At a meeting with his top officials on Thursday, Modi stressed that Indian states must keep up vaccination rates and that healthcare workers involved in the inoculation campaign must not be diverted to other tasks, the government said.

Although the country has administered 157 million vaccine doses, its rate of inoculation has fallen sharply in recent days.

No national lockdown

Modi has been widely criticised for not acting sooner to suppress the second wave, after religious festivals and political rallies drew tens of thousands of people in recent weeks and became “super spreader” events.

Several Indian states have imposed various levels of social restrictions to try to stem infections, but the federal government has resisted imposing a national lockdown.

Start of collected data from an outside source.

//! Sync queue entries: pending mutations awaiting transmission.

use serde::{Deserialize, Serialize};
use serde_json::Value;
use std::fmt;
use std::str::FromStr;

use crate::error::TypesError;
use crate::ids::{Collection, EntityId, Sequence};
use crate::record::{EntityRecord, ID_FIELD};

/// Kind of mutation carried by a queue entry.
#[derive(Debug, Clone, Copy, PartialEq, Eq, Hash, Serialize, Deserialize)]
#[serde(rename_all = "SCREAMING_SNAKE_CASE")]
pub enum Operation {
    /// Remote insert with the client-supplied identifier.
    Create,
    /// Remote update matching by identifier.
    Update,
    /// Remote delete matching by identifier.
    Delete,
    /// Remote upsert matching by a declared natural/composite key.
    Upsert,
}

impl Operation {
    /// Stable name used in storage and logs.
    pub fn as_str(&self) -> &'static str {
        match self {
            Self::Create => "CREATE",
            Self::Update => "UPDATE",
            Self::Delete => "DELETE",
            Self::Upsert => "UPSERT",
        }
    }
}

impl FromStr for Operation {
    type Err = TypesError;

    fn from_str(s: &str) -> Result<Self, Self::Err> {
        match s {
            "CREATE" => Ok(Self::Create),
            "UPDATE" => Ok(Self::Update),
            "DELETE" => Ok(Self::Delete),
            "UPSERT" => Ok(Self::Upsert),
            other => Err(TypesError::UnknownOperation(other.to_string())),
        }
    }
}

impl fmt::Display for Operation {
    fn fmt(&self, f: &mut fmt::Formatter<'_>) -> fmt::Result {
        f.write_str(self.as_str())
    }
}

/// A mutation together with its payload snapshot.
#[derive(Debug, Clone, PartialEq)]
pub enum Mutation {
    /// Insert the full record.
    Create(EntityRecord),
    /// Replace the record's fields, matching by id.
    Update(EntityRecord),
    /// Insert or merge the record, matching on `conflict_key`.
    Upsert {
        /// Full record snapshot.
        record: EntityRecord,
        /// Field names forming the natural/composite key.
        conflict_key: Vec<String>,
    },
    /// Delete by identifier.
    Delete(EntityId),
}

impl Mutation {
    /// The operation kind.
    pub fn operation(&self) -> Operation {
        match self {
            Self::Create(_) => Operation::Create,
            Self::Update(_) => Operation::Update,
            Self::Upsert { .. } => Operation::Upsert,
            Self::Delete(_) => Operation::Delete,
        }
    }

    /// Identifier of the record this mutation targets.
    pub fn record_id(&self) -> &EntityId {
        match self {
            Self::Create(record) | Self::Update(record) | Self::Upsert { record, .. } => &record.id,
            Self::Delete(id) => id,
        }
    }

    /// The record snapshot, absent for deletes.
    pub fn record(&self) -> Option<&EntityRecord> {
        match self {
            Self::Create(record) | Self::Update(record) | Self::Upsert { record, .. } => {
                Some(record)
            }
            Self::Delete(_) => None,
        }
    }

    /// The declared conflict key, for upserts only.
    pub fn conflict_key(&self) -> Option<&[String]> {
        match self {
            Self::Upsert { conflict_key, .. } => Some(conflict_key),
            _ => None,
        }
    }

    /// Payload as persisted: the record snapshot, or `{"id": ...}` for deletes.
    pub fn payload(&self) -> Value {
        match self {
            Self::Create(record) | Self::Update(record) | Self::Upsert { record, .. } => {
                record.to_value()
            }
            Self::Delete(id) => serde_json::json!({ "id": id.as_str() }),
        }
    }

    /// Rebuild a mutation from its persisted parts.
    pub fn from_parts(
        operation: Operation,
        payload: Value,
        conflict_key: Option<Vec<String>>,
    ) -> Result<Self, TypesError> {
        match operation {
            Operation::Create => Ok(Self::Create(EntityRecord::from_value(payload)?)),
            Operation::Update => Ok(Self::Update(EntityRecord::from_value(payload)?)),
            Operation::Upsert => {
                let conflict_key = conflict_key
                    .filter(|k| !k.is_empty())
                    .ok_or_else(|| TypesError::InvalidRecord("upsert without conflict key".into()))?;
                Ok(Self::Upsert {
                    record: EntityRecord::from_value(payload)?,
                    conflict_key,
                })
            }
            Operation::Delete => {
                let id = payload
                    .get(ID_FIELD)
                    .and_then(Value::as_str)
                    .ok_or_else(|| TypesError::InvalidRecord("delete payload without id".into()))?;
                Ok(Self::Delete(EntityId::parse(id)?))
            }
        }
    }
}

/// Processing state of a queue entry.
///
/// `Pending → Syncing → (removed) | Pending (retry) | Failed (permanent)`.
#[derive(Debug, Clone, Copy, PartialEq, Eq, Hash, Serialize, Deserialize)]
#[serde(rename_all = "SCREAMING_SNAKE_CASE")]
pub enum QueueStatus {
    /// Waiting for the next engine run.
    Pending,
    /// Currently being transmitted.
    Syncing,
    /// Permanently failed; needs operator action.
    Failed,
}

impl QueueStatus {
    /// Stable name used in storage.
    pub fn as_str(&self) -> &'static str {
        match self {
            Self::Pending => "PENDING",
            Self::Syncing => "SYNCING",
            Self::Failed => "FAILED",
        }
    }
}

impl FromStr for QueueStatus {
    type Err = TypesError;

    fn from_str(s: &str) -> Result<Self, Self::Err> {
        match s {
            "PENDING" => Ok(Self::Pending),
            "SYNCING" => Ok(Self::Syncing),
            "FAILED" => Ok(Self::Failed),
            other => Err(TypesError::UnknownStatus(other.to_string())),
        }
    }
}

impl fmt::Display for QueueStatus {
    fn fmt(&self, f: &mut fmt::Formatter<'_>) -> fmt::Result {
        f.write_str(self.as_str())
    }
}

/// Identity of a logical record across collections.
#[derive(Debug, Clone, PartialEq, Eq, Hash)]
pub enum RecordKey {
    /// Matched by identifier.
    Id {
        /// Collection the record lives in.
        collection: Collection,
        /// Record identifier.
        id: EntityId,
    },
    /// Matched by the values of a natural/composite key.
    Natural {
        /// Collection the record lives in.
        collection: Collection,
        /// `(field, value)` pairs in key order, values as compact JSON.
        fields: Vec<(String, String)>,
    },
}

impl RecordKey {
    /// Key of the record with identifier `id`.
    pub fn by_id(collection: &Collection, id: &EntityId) -> Self {
        Self::Id {
            collection: collection.clone(),
            id: id.clone(),
        }
    }

    /// Key of `record` under the natural key `conflict_key`.
    ///
    /// A missing field counts as `null`.
    pub fn natural(
        collection: &Collection,
        record: &EntityRecord,
        conflict_key: &[String],
    ) -> Self {
        let fields = conflict_key
            .iter()
            .map(|field| {
                let value = record.field_value(field).unwrap_or(Value::Null);
                (field.clone(), value.to_string())
            })
            .collect();
        Self::Natural {
            collection: collection.clone(),
            fields,
        }
    }

    /// Collection the key belongs to.
    pub fn collection(&self) -> &Collection {
        match self {
            Self::Id { collection, .. } | Self::Natural { collection, .. } => collection,
        }
    }
}

/// One durable pending mutation.
#[derive(Debug, Clone, PartialEq)]
pub struct QueueEntry {
    /// Store-assigned processing order.
    pub sequence: Sequence,
    /// Collection the mutation applies to.
    pub target: Collection,
    /// The mutation and its payload snapshot.
    pub mutation: Mutation,
    /// Unix timestamp (milliseconds) when the entry was queued.
    pub enqueued_at: i64,
    /// Number of transient failures so far.
    pub retry_count: u32,
    /// Processing state.
    pub status: QueueStatus,
    /// Diagnostic, present only when `status` is `Failed`.
    pub last_error: Option<String>,
}

impl QueueEntry {
    /// The operation kind.
    pub fn operation(&self) -> Operation {
        self.mutation.operation()
    }

    /// Identifier of the targeted record.
    pub fn record_id(&self) -> &EntityId {
        self.mutation.record_id()
    }

    /// Every key identifying the targeted logical record.
    ///
    /// Upserts are matched remotely by their natural key, so they carry it
    /// next to the id; an entry conflicts with another when any key is shared.
    pub fn record_keys(&self) -> Vec<RecordKey> {
        let by_id = RecordKey::by_id(&self.target, self.record_id());
        match &self.mutation {
            Mutation::Upsert {
                record,
                conflict_key,
            } => vec![by_id, RecordKey::natural(&self.target, record, conflict_key)],
            _ => vec![by_id],
        }
    }
}

/// Number of queue entries per status.
#[derive(Debug, Clone, Copy, PartialEq, Eq, Default, Serialize)]
pub struct QueueCounts {
    /// Entries waiting for a run.
    pub pending: u64,
    /// Entries currently in flight.
    pub syncing: u64,
    /// Entries that failed permanently.
    pub failed: u64,
}

impl QueueCounts {
    /// Entries that will still be sent automatically.
    pub fn outstanding(&self) -> u64 {
        self.pending + self.syncing
    }

    /// All entries in the queue.
    pub fn total(&self) -> u64 {
        self.pending + self.syncing + self.failed
    }
}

The southern state of Kerala announced on Thursday it would impose nine days of curbs on movement from Saturday.

In the office of a crematorium in Delhi, the floor and shelves were overflowing with earthen pots, plastic packets and steel containers filled with the ashes of people who have died.

Practising Hindus collect the ashes of the dead a few days after the funeral for immersion in a river or sea, one of the rituals that they believe lead to salvation of the soul.

“Our lockers are full. We cannot store any more ashes. We used to get around 40 Covid-19 bodies a day. We are now telling relatives to take the ashes with them on the same day,” Pankaj Sharma, a manager at the crematorium, said.